**To do**.
Whenever a line of the records below contains the word "await", copy that line.

**Dataset records**.
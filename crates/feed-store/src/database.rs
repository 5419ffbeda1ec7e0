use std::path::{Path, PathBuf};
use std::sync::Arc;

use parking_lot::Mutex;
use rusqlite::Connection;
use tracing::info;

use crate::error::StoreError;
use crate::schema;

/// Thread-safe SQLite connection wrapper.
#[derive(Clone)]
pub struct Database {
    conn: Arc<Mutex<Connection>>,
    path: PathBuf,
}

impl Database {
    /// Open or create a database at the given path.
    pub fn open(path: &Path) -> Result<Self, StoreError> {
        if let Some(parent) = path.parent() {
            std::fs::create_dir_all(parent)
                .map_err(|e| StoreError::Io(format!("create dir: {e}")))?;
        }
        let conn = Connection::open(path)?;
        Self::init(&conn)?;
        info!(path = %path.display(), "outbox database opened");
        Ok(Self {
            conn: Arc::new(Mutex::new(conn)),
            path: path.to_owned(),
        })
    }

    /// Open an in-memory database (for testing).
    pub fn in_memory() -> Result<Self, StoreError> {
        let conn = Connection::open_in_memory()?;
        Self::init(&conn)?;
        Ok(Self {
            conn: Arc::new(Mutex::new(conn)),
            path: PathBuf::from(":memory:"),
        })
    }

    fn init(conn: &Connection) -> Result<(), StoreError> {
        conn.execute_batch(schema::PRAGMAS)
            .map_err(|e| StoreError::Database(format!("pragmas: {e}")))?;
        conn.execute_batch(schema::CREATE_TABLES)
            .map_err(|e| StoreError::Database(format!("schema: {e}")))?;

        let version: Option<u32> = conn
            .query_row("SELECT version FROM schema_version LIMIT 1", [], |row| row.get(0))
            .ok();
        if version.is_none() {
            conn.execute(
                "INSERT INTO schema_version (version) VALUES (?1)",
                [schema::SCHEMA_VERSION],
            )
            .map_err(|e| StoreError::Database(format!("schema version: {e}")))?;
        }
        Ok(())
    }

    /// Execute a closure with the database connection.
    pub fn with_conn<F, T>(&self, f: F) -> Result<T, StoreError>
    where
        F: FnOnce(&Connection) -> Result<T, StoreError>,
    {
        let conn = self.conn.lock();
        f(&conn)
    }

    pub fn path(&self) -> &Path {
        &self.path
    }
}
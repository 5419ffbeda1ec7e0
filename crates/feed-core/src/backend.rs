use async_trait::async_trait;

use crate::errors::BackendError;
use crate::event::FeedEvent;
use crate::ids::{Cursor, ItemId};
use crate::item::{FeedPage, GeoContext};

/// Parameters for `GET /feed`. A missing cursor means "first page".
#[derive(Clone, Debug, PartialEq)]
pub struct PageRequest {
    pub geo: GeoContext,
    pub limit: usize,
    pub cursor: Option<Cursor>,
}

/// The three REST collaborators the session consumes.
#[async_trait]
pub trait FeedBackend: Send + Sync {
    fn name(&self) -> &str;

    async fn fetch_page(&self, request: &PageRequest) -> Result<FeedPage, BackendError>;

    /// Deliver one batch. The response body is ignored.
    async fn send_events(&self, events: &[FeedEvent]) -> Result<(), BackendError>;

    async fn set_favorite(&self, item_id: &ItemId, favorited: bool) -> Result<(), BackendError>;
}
--
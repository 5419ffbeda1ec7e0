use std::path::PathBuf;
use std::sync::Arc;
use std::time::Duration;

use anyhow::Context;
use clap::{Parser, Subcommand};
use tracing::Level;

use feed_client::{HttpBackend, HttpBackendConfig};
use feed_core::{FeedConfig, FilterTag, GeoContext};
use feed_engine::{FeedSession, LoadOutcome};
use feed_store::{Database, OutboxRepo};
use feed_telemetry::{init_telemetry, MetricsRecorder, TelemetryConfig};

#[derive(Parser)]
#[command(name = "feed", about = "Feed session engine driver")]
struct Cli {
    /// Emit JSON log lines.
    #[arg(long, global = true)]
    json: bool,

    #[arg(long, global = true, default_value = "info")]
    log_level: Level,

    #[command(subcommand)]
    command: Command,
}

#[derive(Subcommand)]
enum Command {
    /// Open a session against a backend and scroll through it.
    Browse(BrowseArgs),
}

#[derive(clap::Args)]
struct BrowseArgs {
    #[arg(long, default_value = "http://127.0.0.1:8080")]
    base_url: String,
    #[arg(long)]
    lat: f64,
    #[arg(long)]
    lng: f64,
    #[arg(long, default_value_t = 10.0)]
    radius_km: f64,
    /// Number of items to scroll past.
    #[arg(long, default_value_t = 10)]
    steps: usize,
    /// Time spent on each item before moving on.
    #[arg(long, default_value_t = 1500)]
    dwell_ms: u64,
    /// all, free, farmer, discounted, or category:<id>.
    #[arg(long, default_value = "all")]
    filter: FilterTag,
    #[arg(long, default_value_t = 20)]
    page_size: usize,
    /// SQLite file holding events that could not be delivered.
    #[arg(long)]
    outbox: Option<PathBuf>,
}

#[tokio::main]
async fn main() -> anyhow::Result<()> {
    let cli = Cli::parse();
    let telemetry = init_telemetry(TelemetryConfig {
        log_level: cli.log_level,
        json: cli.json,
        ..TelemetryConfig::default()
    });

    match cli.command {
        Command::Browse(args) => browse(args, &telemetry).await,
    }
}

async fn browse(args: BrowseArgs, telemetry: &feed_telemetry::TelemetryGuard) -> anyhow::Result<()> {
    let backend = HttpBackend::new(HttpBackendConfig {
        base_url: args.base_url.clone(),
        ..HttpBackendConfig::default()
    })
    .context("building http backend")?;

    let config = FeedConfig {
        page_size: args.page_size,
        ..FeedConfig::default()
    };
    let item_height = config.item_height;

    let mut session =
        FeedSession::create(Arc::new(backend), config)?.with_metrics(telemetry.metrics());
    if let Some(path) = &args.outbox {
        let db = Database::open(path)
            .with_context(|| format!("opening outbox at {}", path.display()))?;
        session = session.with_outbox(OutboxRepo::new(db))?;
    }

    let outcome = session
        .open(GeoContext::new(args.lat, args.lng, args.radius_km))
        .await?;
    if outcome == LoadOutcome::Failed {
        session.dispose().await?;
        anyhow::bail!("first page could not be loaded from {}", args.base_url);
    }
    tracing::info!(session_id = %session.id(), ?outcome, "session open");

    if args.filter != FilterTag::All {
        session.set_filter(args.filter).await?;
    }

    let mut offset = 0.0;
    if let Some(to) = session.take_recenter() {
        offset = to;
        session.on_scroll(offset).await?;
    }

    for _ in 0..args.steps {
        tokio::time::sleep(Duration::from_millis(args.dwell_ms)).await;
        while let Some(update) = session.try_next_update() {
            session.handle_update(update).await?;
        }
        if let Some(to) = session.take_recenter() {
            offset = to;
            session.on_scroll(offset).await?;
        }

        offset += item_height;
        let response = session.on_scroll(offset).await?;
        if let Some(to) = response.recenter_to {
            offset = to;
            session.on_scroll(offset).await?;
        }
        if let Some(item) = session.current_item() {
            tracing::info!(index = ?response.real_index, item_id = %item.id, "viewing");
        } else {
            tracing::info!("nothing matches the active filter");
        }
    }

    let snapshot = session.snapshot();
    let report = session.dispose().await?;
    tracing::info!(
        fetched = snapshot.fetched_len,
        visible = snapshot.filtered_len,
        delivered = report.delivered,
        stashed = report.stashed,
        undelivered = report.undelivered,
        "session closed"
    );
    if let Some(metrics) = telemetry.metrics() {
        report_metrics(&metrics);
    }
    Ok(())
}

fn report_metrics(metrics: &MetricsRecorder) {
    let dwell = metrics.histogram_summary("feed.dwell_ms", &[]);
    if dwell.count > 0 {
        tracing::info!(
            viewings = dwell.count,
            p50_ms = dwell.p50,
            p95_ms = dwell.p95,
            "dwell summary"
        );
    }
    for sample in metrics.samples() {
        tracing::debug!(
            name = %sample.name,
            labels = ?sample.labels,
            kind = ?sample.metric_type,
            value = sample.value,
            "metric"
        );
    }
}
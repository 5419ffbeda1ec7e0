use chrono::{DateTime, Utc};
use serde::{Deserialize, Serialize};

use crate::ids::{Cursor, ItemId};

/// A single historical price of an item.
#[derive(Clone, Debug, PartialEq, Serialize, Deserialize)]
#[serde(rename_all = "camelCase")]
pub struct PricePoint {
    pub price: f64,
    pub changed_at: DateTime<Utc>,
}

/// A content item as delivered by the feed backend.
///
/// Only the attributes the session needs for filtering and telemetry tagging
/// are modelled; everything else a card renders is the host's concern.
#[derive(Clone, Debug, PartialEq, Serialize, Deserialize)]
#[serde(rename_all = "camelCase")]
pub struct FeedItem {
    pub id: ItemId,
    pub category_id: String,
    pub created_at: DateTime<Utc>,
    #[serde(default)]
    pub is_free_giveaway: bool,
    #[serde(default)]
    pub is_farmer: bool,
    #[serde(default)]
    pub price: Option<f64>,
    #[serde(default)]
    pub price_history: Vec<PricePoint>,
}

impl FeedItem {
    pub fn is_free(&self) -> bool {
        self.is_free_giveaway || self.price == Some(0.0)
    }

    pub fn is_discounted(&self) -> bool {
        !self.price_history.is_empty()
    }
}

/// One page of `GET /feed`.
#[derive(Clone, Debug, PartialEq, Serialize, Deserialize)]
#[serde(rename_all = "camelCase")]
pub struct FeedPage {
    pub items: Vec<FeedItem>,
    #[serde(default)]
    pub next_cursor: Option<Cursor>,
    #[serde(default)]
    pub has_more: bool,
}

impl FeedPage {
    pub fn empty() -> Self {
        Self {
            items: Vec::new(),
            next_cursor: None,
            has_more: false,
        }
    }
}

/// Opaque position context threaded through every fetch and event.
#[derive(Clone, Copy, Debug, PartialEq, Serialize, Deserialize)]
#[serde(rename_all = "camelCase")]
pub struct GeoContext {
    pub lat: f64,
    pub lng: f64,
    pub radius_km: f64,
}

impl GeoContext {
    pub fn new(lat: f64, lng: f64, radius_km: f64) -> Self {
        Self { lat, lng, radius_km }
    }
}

**Result for this task**.
        Command::Browse(args) => browse(args, &telemetry).await,
        .await?;
        session.dispose().await?;
        session.set_filter(args.filter).await?;
        session.on_scroll(offset).await?;
        tokio::time::sleep(Duration::from_millis(args.dwell_ms)).await;
            session.handle_update(update).await?;
            session.on_scroll(offset).await?;
        let response = session.on_scroll(offset).await?;
            session.on_scroll(offset).await?;
    let report = session.dispose().await?;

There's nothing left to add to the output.